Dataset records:

==============================

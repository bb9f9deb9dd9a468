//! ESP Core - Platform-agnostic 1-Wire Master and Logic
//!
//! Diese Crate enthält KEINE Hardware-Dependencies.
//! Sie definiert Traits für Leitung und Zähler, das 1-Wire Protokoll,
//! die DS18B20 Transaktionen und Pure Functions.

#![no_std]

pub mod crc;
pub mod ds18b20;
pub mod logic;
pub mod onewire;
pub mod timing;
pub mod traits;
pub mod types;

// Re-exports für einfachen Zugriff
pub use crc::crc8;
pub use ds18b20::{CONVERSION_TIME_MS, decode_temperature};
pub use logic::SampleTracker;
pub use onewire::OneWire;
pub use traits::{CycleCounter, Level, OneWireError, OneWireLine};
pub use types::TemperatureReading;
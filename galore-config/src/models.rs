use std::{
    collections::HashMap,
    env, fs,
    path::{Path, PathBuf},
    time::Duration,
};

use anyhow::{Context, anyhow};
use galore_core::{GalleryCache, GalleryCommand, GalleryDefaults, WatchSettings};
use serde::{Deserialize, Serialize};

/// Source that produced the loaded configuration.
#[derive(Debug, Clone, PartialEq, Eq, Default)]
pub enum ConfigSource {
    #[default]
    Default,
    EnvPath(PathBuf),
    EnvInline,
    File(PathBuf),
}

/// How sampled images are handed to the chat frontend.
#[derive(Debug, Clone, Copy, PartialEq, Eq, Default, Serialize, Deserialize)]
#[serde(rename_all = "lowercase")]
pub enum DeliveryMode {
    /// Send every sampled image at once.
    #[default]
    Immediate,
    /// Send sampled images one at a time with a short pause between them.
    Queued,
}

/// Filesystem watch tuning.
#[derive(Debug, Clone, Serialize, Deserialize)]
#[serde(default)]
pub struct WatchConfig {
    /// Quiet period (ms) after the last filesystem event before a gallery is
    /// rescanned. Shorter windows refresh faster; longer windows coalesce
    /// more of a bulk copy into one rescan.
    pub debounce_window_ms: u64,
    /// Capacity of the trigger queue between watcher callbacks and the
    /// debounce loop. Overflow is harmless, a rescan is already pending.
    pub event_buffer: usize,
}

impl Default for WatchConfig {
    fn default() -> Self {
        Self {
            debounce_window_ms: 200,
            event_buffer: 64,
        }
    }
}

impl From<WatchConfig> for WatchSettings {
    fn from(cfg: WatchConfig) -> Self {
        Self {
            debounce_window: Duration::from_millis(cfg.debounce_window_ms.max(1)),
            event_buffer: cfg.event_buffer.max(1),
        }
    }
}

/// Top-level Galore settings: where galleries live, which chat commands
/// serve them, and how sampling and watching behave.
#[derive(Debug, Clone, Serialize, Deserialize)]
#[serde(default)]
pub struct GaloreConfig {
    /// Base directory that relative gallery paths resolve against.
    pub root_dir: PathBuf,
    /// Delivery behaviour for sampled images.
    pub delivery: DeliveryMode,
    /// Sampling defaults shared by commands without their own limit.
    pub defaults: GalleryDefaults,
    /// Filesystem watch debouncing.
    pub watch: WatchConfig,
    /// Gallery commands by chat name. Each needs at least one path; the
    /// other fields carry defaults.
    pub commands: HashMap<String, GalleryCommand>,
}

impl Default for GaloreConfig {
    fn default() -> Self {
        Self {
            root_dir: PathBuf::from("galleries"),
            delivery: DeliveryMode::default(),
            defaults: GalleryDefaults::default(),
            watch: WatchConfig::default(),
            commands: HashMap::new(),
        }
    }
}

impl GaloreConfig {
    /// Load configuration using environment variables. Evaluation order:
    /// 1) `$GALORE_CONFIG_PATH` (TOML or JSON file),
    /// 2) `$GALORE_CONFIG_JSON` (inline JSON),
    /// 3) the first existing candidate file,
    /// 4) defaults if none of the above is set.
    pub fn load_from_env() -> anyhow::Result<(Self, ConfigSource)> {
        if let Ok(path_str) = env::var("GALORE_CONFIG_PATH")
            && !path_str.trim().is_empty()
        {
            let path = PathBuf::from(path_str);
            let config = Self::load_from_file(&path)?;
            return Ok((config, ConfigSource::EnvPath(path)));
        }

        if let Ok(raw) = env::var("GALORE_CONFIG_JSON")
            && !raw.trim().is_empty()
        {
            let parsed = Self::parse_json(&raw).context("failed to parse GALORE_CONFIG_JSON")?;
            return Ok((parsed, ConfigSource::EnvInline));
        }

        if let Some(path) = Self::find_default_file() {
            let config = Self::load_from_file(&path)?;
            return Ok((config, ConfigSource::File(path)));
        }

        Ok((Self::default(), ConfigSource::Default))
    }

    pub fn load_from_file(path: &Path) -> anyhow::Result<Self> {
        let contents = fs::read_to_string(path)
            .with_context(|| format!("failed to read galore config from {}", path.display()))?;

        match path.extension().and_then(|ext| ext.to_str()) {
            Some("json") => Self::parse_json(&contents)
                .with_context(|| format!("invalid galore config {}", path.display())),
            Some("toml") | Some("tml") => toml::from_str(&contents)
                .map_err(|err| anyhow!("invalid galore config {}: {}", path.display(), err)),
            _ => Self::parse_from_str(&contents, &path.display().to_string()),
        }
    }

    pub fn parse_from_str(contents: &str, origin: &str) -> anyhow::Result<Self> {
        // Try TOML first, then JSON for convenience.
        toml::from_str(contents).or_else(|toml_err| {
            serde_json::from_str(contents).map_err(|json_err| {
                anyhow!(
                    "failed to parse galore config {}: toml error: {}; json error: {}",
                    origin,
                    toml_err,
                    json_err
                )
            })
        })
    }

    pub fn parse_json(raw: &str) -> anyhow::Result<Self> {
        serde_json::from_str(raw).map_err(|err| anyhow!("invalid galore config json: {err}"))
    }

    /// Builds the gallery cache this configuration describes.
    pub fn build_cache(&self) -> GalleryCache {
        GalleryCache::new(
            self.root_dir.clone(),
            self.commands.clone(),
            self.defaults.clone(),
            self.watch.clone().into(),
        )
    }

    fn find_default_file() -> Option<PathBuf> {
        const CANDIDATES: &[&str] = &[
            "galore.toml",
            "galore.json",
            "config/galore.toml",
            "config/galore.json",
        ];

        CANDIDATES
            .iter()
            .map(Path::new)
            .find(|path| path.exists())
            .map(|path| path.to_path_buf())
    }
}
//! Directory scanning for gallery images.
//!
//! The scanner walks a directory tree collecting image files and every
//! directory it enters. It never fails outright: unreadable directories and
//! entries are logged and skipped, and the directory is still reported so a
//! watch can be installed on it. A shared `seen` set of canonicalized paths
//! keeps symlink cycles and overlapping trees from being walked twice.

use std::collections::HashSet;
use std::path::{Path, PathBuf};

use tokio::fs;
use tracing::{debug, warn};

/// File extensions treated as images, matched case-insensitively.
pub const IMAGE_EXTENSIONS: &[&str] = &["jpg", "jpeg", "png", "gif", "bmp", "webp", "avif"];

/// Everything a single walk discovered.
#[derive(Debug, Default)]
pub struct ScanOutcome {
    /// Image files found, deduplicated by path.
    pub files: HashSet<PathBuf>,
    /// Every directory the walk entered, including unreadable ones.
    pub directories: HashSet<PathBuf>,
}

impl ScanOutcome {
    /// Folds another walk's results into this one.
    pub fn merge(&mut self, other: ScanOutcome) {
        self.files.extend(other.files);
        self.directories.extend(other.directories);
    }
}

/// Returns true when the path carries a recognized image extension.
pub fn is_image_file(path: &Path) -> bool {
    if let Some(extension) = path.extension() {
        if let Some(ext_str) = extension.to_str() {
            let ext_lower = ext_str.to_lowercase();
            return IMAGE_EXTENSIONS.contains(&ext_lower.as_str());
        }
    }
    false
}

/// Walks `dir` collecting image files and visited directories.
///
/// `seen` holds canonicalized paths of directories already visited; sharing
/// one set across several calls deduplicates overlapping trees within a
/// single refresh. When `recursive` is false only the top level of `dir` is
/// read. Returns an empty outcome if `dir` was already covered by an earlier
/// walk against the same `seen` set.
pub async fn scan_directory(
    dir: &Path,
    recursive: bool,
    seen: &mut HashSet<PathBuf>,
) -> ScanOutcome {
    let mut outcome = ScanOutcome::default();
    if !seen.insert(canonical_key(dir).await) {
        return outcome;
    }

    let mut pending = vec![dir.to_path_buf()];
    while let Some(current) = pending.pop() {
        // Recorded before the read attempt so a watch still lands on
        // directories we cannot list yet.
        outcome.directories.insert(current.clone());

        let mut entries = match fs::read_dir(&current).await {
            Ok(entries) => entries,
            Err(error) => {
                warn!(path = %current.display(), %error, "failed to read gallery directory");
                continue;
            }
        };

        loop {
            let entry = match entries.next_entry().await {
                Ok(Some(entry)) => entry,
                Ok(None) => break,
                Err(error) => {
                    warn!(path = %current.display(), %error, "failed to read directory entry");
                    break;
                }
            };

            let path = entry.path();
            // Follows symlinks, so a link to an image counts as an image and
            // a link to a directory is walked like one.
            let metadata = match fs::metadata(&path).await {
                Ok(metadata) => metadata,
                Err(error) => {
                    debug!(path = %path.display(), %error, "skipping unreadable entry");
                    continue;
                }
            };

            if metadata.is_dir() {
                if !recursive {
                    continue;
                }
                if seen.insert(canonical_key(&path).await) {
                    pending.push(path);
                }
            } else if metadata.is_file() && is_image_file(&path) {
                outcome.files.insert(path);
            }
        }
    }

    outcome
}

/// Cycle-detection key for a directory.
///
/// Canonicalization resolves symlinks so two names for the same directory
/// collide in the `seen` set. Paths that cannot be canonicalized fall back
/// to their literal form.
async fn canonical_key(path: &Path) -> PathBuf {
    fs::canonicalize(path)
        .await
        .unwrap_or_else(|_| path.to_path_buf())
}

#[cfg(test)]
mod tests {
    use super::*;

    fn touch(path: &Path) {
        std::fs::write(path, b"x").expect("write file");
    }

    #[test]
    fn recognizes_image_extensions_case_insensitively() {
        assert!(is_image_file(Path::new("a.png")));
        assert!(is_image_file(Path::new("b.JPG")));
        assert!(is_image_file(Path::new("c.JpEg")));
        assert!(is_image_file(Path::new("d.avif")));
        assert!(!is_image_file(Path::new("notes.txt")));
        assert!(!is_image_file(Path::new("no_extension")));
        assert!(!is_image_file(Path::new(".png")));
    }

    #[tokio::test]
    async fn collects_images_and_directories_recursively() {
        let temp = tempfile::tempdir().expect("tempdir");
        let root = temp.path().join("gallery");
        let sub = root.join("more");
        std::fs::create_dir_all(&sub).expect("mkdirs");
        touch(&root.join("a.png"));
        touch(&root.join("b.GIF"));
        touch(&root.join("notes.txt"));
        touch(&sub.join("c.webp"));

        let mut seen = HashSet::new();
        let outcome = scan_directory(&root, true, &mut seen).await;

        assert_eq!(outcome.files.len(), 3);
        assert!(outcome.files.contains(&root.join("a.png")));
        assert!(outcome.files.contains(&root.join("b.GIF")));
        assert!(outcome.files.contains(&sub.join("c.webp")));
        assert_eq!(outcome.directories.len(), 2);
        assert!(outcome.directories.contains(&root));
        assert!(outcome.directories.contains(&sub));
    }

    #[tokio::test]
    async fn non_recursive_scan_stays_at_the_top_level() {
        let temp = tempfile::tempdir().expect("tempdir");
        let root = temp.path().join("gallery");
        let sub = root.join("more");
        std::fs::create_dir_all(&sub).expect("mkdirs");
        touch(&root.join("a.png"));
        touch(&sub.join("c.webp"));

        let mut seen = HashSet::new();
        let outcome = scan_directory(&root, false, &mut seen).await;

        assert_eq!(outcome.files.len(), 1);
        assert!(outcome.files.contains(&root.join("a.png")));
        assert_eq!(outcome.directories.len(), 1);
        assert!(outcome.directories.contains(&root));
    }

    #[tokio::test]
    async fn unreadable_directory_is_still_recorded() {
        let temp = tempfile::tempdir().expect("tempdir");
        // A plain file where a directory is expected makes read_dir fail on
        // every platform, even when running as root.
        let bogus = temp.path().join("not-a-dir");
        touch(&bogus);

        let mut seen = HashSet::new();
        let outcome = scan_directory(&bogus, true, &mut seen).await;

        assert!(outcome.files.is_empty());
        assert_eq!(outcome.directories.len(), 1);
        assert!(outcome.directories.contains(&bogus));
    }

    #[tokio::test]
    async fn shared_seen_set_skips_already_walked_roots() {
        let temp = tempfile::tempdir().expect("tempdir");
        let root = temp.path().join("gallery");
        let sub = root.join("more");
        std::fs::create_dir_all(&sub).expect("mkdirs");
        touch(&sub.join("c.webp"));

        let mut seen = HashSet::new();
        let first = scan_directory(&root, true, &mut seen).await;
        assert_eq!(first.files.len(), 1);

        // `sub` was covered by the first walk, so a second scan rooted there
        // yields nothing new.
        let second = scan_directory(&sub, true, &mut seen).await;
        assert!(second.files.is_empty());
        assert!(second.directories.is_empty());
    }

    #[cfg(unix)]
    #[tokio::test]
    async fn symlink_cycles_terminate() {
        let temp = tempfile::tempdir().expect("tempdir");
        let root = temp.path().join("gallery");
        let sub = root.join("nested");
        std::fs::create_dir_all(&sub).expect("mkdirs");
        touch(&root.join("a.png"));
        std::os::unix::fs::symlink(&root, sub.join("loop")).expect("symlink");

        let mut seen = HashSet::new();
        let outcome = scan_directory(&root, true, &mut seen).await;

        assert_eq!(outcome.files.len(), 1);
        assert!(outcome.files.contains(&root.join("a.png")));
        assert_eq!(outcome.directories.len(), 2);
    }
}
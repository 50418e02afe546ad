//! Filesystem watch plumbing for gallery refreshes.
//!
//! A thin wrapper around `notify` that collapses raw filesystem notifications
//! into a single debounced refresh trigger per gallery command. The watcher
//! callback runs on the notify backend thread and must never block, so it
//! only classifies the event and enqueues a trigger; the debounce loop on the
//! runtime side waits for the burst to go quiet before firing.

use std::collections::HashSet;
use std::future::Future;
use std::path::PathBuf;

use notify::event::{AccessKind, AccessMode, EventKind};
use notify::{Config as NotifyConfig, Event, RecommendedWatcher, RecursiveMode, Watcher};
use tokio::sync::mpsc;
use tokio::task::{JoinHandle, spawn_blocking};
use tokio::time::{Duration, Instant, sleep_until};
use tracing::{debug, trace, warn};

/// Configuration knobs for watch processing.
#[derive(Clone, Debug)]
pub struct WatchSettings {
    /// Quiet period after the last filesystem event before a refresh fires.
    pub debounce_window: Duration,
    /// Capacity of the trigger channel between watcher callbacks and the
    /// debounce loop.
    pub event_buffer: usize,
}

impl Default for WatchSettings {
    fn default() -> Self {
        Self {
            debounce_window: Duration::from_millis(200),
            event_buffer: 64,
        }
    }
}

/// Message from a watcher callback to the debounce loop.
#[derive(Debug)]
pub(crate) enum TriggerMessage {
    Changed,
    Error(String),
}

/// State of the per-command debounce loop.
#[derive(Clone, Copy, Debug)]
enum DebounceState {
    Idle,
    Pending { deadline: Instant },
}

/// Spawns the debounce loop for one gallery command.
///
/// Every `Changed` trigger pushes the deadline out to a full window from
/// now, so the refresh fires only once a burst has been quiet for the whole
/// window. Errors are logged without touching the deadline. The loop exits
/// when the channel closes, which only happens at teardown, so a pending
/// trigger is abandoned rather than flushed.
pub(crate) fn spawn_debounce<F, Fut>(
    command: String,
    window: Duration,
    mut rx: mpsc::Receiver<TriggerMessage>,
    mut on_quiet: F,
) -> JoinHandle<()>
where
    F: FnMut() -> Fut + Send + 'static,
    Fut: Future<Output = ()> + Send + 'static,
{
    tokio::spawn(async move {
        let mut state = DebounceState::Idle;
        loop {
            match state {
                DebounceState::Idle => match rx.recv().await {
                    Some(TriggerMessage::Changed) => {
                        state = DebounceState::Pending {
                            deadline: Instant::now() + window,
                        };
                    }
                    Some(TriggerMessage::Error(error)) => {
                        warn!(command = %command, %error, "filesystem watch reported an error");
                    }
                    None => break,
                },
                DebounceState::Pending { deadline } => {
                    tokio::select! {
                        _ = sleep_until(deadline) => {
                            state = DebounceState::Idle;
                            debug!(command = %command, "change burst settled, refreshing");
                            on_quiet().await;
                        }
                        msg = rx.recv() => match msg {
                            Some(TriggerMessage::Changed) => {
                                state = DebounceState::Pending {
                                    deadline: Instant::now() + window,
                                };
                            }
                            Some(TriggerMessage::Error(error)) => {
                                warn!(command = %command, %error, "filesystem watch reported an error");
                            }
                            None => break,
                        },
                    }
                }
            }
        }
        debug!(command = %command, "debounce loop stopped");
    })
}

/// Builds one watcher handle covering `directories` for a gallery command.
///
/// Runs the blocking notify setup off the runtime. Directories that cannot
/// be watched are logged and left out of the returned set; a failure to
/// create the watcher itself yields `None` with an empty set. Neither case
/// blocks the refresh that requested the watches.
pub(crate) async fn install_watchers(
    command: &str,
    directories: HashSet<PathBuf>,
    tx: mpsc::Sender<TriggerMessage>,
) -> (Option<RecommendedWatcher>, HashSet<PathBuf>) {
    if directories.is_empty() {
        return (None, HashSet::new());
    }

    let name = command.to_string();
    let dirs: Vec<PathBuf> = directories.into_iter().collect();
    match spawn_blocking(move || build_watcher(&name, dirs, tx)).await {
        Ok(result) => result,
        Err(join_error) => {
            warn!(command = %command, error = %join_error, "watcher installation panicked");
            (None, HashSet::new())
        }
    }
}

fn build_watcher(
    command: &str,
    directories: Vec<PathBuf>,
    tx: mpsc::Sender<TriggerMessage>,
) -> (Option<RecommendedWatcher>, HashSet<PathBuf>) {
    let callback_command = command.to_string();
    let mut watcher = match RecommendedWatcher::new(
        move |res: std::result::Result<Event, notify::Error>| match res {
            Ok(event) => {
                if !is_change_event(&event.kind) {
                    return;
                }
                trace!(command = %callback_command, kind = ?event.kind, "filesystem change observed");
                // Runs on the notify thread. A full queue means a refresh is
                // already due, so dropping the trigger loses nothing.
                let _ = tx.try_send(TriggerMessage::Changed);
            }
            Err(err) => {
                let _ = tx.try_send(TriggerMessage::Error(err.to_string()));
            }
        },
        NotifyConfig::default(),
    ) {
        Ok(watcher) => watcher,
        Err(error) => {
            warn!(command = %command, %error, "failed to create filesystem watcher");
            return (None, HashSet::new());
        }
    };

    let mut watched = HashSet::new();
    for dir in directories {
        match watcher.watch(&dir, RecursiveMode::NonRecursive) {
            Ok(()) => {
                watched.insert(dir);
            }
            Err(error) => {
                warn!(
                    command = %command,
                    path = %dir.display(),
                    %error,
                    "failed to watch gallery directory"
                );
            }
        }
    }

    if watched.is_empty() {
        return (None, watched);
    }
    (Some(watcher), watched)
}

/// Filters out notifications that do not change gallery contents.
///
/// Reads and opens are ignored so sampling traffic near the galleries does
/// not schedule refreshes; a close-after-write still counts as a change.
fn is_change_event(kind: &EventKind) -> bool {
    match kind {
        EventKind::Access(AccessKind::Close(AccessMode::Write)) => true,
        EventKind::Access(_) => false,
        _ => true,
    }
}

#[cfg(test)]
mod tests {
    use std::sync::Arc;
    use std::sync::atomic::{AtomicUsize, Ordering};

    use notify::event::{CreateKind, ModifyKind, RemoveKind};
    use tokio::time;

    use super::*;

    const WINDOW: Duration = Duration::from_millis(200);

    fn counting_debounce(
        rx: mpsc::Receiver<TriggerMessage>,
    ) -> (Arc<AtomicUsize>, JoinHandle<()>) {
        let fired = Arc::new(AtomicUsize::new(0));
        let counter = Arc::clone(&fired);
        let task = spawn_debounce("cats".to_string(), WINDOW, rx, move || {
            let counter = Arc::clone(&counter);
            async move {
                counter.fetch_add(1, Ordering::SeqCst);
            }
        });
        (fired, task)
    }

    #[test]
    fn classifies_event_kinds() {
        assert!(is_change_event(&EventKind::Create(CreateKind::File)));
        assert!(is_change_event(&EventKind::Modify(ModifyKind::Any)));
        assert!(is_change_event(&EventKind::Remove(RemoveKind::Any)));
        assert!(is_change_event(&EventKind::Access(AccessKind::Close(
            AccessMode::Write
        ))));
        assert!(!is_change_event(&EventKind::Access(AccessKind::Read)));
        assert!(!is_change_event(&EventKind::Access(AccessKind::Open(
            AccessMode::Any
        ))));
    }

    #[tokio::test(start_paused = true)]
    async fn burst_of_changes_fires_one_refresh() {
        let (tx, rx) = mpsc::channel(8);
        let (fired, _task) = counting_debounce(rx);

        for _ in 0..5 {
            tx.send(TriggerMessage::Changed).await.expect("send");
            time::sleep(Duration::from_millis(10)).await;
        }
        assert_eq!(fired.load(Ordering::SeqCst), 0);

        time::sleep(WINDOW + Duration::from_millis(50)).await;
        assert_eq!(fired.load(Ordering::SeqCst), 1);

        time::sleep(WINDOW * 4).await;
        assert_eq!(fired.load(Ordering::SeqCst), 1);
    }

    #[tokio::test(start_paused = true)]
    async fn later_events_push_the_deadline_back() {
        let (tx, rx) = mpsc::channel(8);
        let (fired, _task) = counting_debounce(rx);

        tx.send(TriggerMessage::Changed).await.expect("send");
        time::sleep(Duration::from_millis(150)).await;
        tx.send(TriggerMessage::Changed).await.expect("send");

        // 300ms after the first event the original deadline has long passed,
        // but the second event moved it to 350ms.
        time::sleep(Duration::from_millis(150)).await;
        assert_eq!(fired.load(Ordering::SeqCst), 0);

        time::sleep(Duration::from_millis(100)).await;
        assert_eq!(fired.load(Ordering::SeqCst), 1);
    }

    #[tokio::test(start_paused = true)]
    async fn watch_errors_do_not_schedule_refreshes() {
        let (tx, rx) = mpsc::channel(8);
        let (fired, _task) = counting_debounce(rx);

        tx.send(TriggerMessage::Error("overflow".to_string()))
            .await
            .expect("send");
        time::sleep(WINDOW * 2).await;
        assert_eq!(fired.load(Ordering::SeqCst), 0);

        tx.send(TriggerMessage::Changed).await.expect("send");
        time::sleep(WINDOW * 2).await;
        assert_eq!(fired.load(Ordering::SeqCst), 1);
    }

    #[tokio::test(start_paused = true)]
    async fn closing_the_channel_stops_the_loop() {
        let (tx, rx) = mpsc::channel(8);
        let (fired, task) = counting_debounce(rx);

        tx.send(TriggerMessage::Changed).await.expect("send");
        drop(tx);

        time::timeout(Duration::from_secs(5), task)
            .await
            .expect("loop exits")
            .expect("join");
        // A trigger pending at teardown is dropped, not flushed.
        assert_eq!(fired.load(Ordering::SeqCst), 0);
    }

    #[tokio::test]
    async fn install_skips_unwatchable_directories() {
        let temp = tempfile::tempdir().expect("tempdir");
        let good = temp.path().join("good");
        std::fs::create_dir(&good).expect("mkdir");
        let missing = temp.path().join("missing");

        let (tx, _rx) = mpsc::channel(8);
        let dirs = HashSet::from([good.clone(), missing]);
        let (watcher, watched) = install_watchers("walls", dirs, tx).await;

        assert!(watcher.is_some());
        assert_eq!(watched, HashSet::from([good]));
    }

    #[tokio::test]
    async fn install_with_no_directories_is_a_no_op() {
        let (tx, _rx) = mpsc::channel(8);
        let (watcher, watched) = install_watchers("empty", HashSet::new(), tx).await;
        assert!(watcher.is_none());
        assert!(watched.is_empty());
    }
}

==============================

State the number of lines in the data above that include the word "WatchSettings", leaving out any other words.

OUTPUT: 4